The exact size of his landholdings is unclear. According to the Times obituary for the late James Ramsden, his father had purchased 2,000 acres of Studley Royal estate near Ripon in 1966. Meanwhile, an article from 1999 in Farmers Weekly stated that Thomas Ramsden farms 1,500 acres of land.
Mixed biodiversity record
Estate size notwithstanding, Ramsden has conflicting biodiversity credentials. On the one hand, he is director of the Hackfall Trust. The non-profit, established by his father in 1988, restored and continues to conserve the Grade 1 listed garden Hackfall Wood.
By contrast, Ramsden has made a living from hacking down woodland elsewhere. Specifically, he operates a mixed farm on his estate, and crucially, this purportedly includes commercial forestry.
Additionally, comparing Land Registry data and satellite imagery, the Canary identified that Ramsden also appears to own a portion of a woodland that adjoins to Moor Plantation. However, we were unable to establish whether he uses this specific woodland for his commercial forestry operations.
And while the public won’t have access to the up to new woodland offsetting site, local hunting groups likely will.
The late James Ramsden reformed the West of Yore hunt and his son has continued the family’s involvement in the cruel industry. Ramsden was formerly master of the West of Yore hunt and has hosted hunt meets from his estate and livery yard. He is also a director of a company of the same name as the hunt.
As such, his land – likely including the proposed offsetting site – is the stomping ground for the local hunting industry.
North Yorkshire Council says…
The Canary contacted North Yorkshire Council for comment. A spokesperson told us:
All planning applications are considered on their merits and subsequent decisions based on national and local planning policies and other material considerations.
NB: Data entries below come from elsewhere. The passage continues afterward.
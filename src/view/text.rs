//! Text rendering with fontdue
//!
//! A [`FontFace`] is a loaded font at one pixel size together with its
//! glyph cache. [`TextPainter`] draws a string from a face into a
//! [`Frame`], honouring the frame's clip rectangle.

use std::collections::HashMap;
use std::path::Path;

use fontdue::{Font, FontSettings, Metrics};

use super::frame::Frame;

// Glyph cache key: (character, font_size as bits)
pub type GlyphCacheKey = (char, u32);
pub type GlyphCache = HashMap<GlyphCacheKey, (Metrics, Vec<u8>)>;

/// DejaVu Sans, used when no font file is configured
pub const DEFAULT_FONT: &[u8] = include_bytes!("../../assets/DejaVuSans.ttf");

/// A font at a fixed pixel size
pub struct FontFace {
    font: Font,
    font_size: f32,
    ascent: f32,
    line_height: i32,
    glyph_cache: GlyphCache,
}

impl std::fmt::Debug for FontFace {
    fn fmt(&self, f: &mut std::fmt::Formatter<'_>) -> std::fmt::Result {
        f.debug_struct("FontFace")
            .field("font_size", &self.font_size)
            .field("line_height", &self.line_height)
            .field("cached_glyphs", &self.glyph_cache.len())
            .finish()
    }
}

impl FontFace {
    /// Parse a TrueType/OpenType font from memory
    pub fn from_bytes(bytes: &[u8], font_size: f32) -> Result<Self, String> {
        let font = Font::from_bytes(bytes, FontSettings::default())
            .map_err(|e| format!("Failed to load font: {}", e))?;

        let line_metrics = font
            .horizontal_line_metrics(font_size)
            .ok_or_else(|| "Font missing horizontal line metrics".to_string())?;

        Ok(Self {
            font,
            font_size,
            ascent: line_metrics.ascent,
            line_height: line_metrics.new_line_size.ceil() as i32,
            glyph_cache: HashMap::new(),
        })
    }

    /// The embedded default face
    pub fn default_face(font_size: f32) -> Result<Self, String> {
        Self::from_bytes(DEFAULT_FONT, font_size)
    }

    /// Load a font file
    pub fn load(path: &Path, font_size: f32) -> Result<Self, String> {
        let bytes = std::fs::read(path)
            .map_err(|e| format!("Failed to read font file {}: {}", path.display(), e))?;
        let face = Self::from_bytes(&bytes, font_size)?;
        tracing::info!("Loaded font {} at {}px", path.display(), font_size);
        Ok(face)
    }

    #[inline]
    pub fn font_size(&self) -> f32 {
        self.font_size
    }

    #[inline]
    pub fn ascent(&self) -> f32 {
        self.ascent
    }

    /// Line height in pixels
    #[inline]
    pub fn line_height(&self) -> i32 {
        self.line_height
    }

    /// Get the number of cached glyphs
    #[inline]
    pub fn glyph_cache_size(&self) -> usize {
        self.glyph_cache.len()
    }

    /// Measure text width in pixels (sum of advance widths)
    pub fn measure_width(&self, text: &str) -> f32 {
        text.chars()
            .map(|ch| self.font.metrics(ch, self.font_size).advance_width)
            .sum()
    }
}

/// Draws text from one face into a frame
pub struct TextPainter<'a> {
    face: &'a mut FontFace,
    antialias: bool,
}

impl<'a> TextPainter<'a> {
    pub fn new(face: &'a mut FontFace, antialias: bool) -> Self {
        Self { face, antialias }
    }

    /// Draw text with its line box's top-left corner at (x, y)
    pub fn draw(&mut self, frame: &mut Frame, x: i32, y: i32, text: &str, color: u32) {
        let mut current_x = x as f32;
        let baseline = y as f32 + self.face.ascent;
        let font_size = self.face.font_size;

        for ch in text.chars() {
            let key = (ch, font_size.to_bits());
            let font = &self.face.font;
            let (metrics, bitmap) = self
                .face
                .glyph_cache
                .entry(key)
                .or_insert_with(|| font.rasterize(ch, font_size));

            let glyph_top = baseline - metrics.height as f32 - metrics.ymin as f32;

            for bitmap_y in 0..metrics.height {
                for bitmap_x in 0..metrics.width {
                    let Some(&coverage) = bitmap.get(bitmap_y * metrics.width + bitmap_x) else {
                        continue;
                    };
                    if coverage == 0 {
                        continue;
                    }

                    let px = current_x as i32 + bitmap_x as i32 + metrics.xmin;
                    let py = (glyph_top + bitmap_y as f32) as i32;

                    if self.antialias {
                        frame.blend_pixel(px, py, color, coverage as f32 / 255.0);
                    } else if coverage >= 128 {
                        frame.set_pixel(px, py, color | 0xFF000000);
                    }
                }
            }

            current_x += metrics.advance_width;
        }
    }
}

#[cfg(test)]
mod tests {
    use super::*;
    use crate::Rect;

    const BG: u32 = 0xFF000000;
    const INK: u32 = 0x00F0E0D0;

    fn render(antialias: bool, clip: Option<Rect>, text: &str) -> (Vec<u32>, FontFace) {
        let mut face = FontFace::default_face(13.0).unwrap();
        let mut buffer = vec![BG; 40 * 20];
        {
            let mut frame = Frame::new(&mut buffer, 40, 20);
            if let Some(clip) = clip {
                frame.set_clip(clip);
            }
            TextPainter::new(&mut face, antialias).draw(&mut frame, 2, 0, text, INK);
        }
        (buffer, face)
    }

    fn lit_columns(buffer: &[u32]) -> Vec<usize> {
        let mut cols: Vec<usize> = buffer
            .iter()
            .enumerate()
            .filter(|(_, p)| **p != BG)
            .map(|(i, _)| i % 40)
            .collect();
        cols.sort_unstable();
        cols.dedup();
        cols
    }

    #[test]
    fn test_default_face_metrics() {
        let face = FontFace::default_face(13.0).unwrap();
        assert_eq!(face.font_size(), 13.0);
        assert!(face.line_height() > 0);
        assert!(face.ascent() > 0.0);
        assert!(face.measure_width("xterm") > 0.0);
        assert!(face.measure_width("xterm xterm") > face.measure_width("xterm"));
        assert_eq!(face.measure_width(""), 0.0);
    }

    #[test]
    fn test_rejects_garbage_font() {
        assert!(FontFace::from_bytes(b"not a font", 13.0).is_err());
    }

    #[test]
    fn test_glyphs_are_cached() {
        let (_, face) = render(true, None, "abba");
        assert_eq!(face.glyph_cache_size(), 2);
    }

    #[test]
    fn test_clip_bounds_long_label() {
        let text = "A label far wider than its button";
        let face = FontFace::default_face(13.0).unwrap();
        assert!(face.measure_width(text) > 35.0);

        let clip = Rect::new(2, 0, 35, face.line_height());
        let (buffer, _) = render(true, Some(clip), text);
        let cols = lit_columns(&buffer);

        assert!(!cols.is_empty());
        assert!(cols.iter().all(|&x| (2..37).contains(&x)), "lit columns: {:?}", cols);
    }

    #[test]
    fn test_aliased_text_is_thresholded() {
        let (buffer, _) = render(false, None, "Menu");
        assert!(buffer.iter().any(|&p| p != BG));
        for &p in &buffer {
            assert!(p == BG || p == INK | 0xFF000000, "partial pixel {:08X}", p);
        }
    }

    #[test]
    fn test_antialiased_text_blends_edges() {
        let (buffer, _) = render(true, None, "Menu");
        assert!(buffer.iter().any(|&p| p != BG && p != INK | 0xFF000000));
    }
}
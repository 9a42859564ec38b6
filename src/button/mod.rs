//! Button records
//!
//! A [`Button`] is a plain caller-owned description of one button: what
//! kind it is, where it sits, and what it shows. The renderer only reads it.
//! Icons, text and visual settings are borrowed; the drawing surface and
//! font are named by handle. Nothing here owns or frees those resources.

pub mod layout;
pub mod render;
pub mod style;

use serde::{Deserialize, Serialize};

use crate::display::Rect;
use crate::icon::Icon;

pub use layout::ButtonLayout;
pub use render::ButtonRenderer;
pub use style::{resolve, StyleTuple};

/// Which family of button this is; selects the color palette
#[derive(Debug, Clone, Copy, PartialEq, Eq, Hash, Default, Serialize, Deserialize)]
#[serde(rename_all = "snake_case")]
pub enum ButtonKind {
    Label,
    #[default]
    Menu,
    MenuActive,
    Tray,
    TrayActive,
    Task,
    TaskActive,
}

impl ButtonKind {
    /// Whether this is the pressed-in variant of its family
    pub fn is_active(self) -> bool {
        matches!(
            self,
            ButtonKind::MenuActive | ButtonKind::TrayActive | ButtonKind::TaskActive
        )
    }
}

/// Horizontal placement of the icon and label group
#[derive(Debug, Clone, Copy, PartialEq, Eq, Default, Serialize, Deserialize)]
#[serde(rename_all = "lowercase")]
pub enum Alignment {
    #[default]
    Left,
    Center,
}

/// Icon slot of a button
#[derive(Debug, Clone, Copy, Default)]
pub enum ButtonIcon<'a> {
    #[default]
    None,
    /// Square placeholder sized to fit the button
    Empty,
    /// A real icon, scaled to fit while keeping its aspect ratio
    Named(&'a Icon),
}

impl ButtonIcon<'_> {
    #[inline]
    pub fn is_none(&self) -> bool {
        matches!(self, ButtonIcon::None)
    }
}

/// Font slot; the display maps slots to loaded faces
#[derive(Debug, Clone, Copy, PartialEq, Eq, Hash, Default, Serialize, Deserialize)]
#[serde(rename_all = "lowercase")]
pub enum FontId {
    #[default]
    Tray,
    Menu,
    Task,
    Popup,
    Clock,
}

/// Handle naming a surface owned by the display
#[derive(Debug, Clone, Copy, PartialEq, Eq, Hash, Default)]
pub struct Drawable(pub u32);

/// Visual settings passed through to icon and text drawing
#[derive(Debug, Clone, Copy, PartialEq, Eq)]
pub struct Visual {
    /// Blend glyph coverage; when false, glyphs are thresholded
    pub antialias: bool,
}

impl Default for Visual {
    fn default() -> Self {
        Self { antialias: true }
    }
}

/// One button, as described by its owner
#[derive(Debug, Clone)]
pub struct Button<'a> {
    pub kind: ButtonKind,
    pub x: i32,
    pub y: i32,
    /// Always at least 1 after [`Button::reset`]
    pub width: i32,
    /// Always at least 1 after [`Button::reset`]
    pub height: i32,
    pub alignment: Alignment,
    pub icon: ButtonIcon<'a>,
    pub text: Option<&'a str>,
    pub font: FontId,
    pub fill: bool,
    pub border: bool,
    pub visual: &'a Visual,
    pub drawable: Drawable,
}

impl<'a> Button<'a> {
    /// Create a button in its reset state
    pub fn new(drawable: Drawable, visual: &'a Visual) -> Self {
        Self {
            kind: ButtonKind::Menu,
            x: 0,
            y: 0,
            width: 1,
            height: 1,
            alignment: Alignment::Left,
            icon: ButtonIcon::None,
            text: None,
            font: FontId::Tray,
            fill: true,
            border: false,
            visual,
            drawable,
        }
    }

    /// Restore every field to its default, retargeting the button
    pub fn reset(&mut self, drawable: Drawable, visual: &'a Visual) {
        *self = Self::new(drawable, visual);
    }

    /// The button's box on its surface
    #[inline]
    pub fn rect(&self) -> Rect {
        Rect::new(self.x, self.y, self.width, self.height)
    }

    /// Move and resize in one call
    pub fn set_geometry(&mut self, x: i32, y: i32, width: i32, height: i32) {
        self.x = x;
        self.y = y;
        self.width = width;
        self.height = height;
    }
}

#[cfg(test)]
mod tests {
    use super::*;

    #[test]
    fn test_reset_restores_defaults() {
        let visual = Visual::default();
        let other_visual = Visual { antialias: false };
        let mut button = Button::new(Drawable(3), &visual);
        button.kind = ButtonKind::TaskActive;
        button.set_geometry(10, 20, 300, 40);
        button.alignment = Alignment::Center;
        button.icon = ButtonIcon::Empty;
        button.text = Some("xterm");
        button.font = FontId::Clock;
        button.fill = false;
        button.border = true;

        button.reset(Drawable(9), &other_visual);

        assert_eq!(button.kind, ButtonKind::Menu);
        assert_eq!(button.rect(), Rect::new(0, 0, 1, 1));
        assert_eq!(button.alignment, Alignment::Left);
        assert!(button.icon.is_none());
        assert!(button.text.is_none());
        assert_eq!(button.font, FontId::Tray);
        assert!(button.fill);
        assert!(!button.border);
        assert_eq!(button.drawable, Drawable(9));
        assert!(!button.visual.antialias);
    }

    #[test]
    fn test_active_kinds() {
        assert!(ButtonKind::MenuActive.is_active());
        assert!(ButtonKind::TaskActive.is_active());
        assert!(!ButtonKind::Label.is_active());
        assert!(!ButtonKind::Tray.is_active());
    }
}
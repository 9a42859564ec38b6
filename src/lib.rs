//! bevel - themed button rendering
//!
//! This crate draws window-manager style buttons (menu items and tray/task
//! entries) with a background fill, a Motif bevel or flat border, an
//! aspect-fitted icon and a clipped text label. Drawing goes through the
//! [`display::Display`] trait; [`view::PixelDisplay`] is an in-memory
//! implementation used by the `bevel` command.

pub mod button;
pub mod cli;
pub mod config;
pub mod config_paths;
pub mod display;
pub mod icon;
pub mod scene;
pub mod theme;
pub mod tracing;
pub mod view;

// Re-export commonly used types
pub use button::{Alignment, Button, ButtonIcon, ButtonKind, ButtonRenderer, Drawable, FontId, Visual};
pub use config::BevelConfig;
pub use display::{Display, FontMetrics, Rect};
pub use icon::Icon;
pub use theme::Theme;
The potential disposal of land is not material from a planning perspective.
With regard to the query about a Memorandum of Understanding please note there is no memorandum of understanding in place between the council and Ripon Cathedral regarding the possible disposal of North Yorkshire Council land.
We also contacted Ripon Cathedral for comment, but it had not responded at the time of publication.
Ripon Cathedral: greenwashing “at its finest”
In effect then, the Cathedral proposes to offset a cherished urban veteran tree, with an publicly inaccessible woodland on a wealthy landowners estate. There, the landowners’ commercial forestry business raises questions over the longer-term fate of the trees the Cathedral has promised to plant.
Moreover, he hosts an ecologically destructive and cruel industry on his lands – arguably incompatible with the offsetting site’s biodiversity objectives.
Ultimately, Ripon Cathedral’s offsetting agreement is just smoke and mirrors for its plan to tear up the veteran Beech. On X, former Undertones singer and prolific anti-sewage campaigner waded into the debate:
#GreenWashing at its finest.
This is the reality. So much for the rhetoric. https://t.co/y6GcjB1p0Q
— Feargal Sharkey (@Feargal_Sharkey) December 18, 2023
Of course, Sharkey knows a masterclass in greenwashing when he sees it. Now, the residents of Ripon know one too.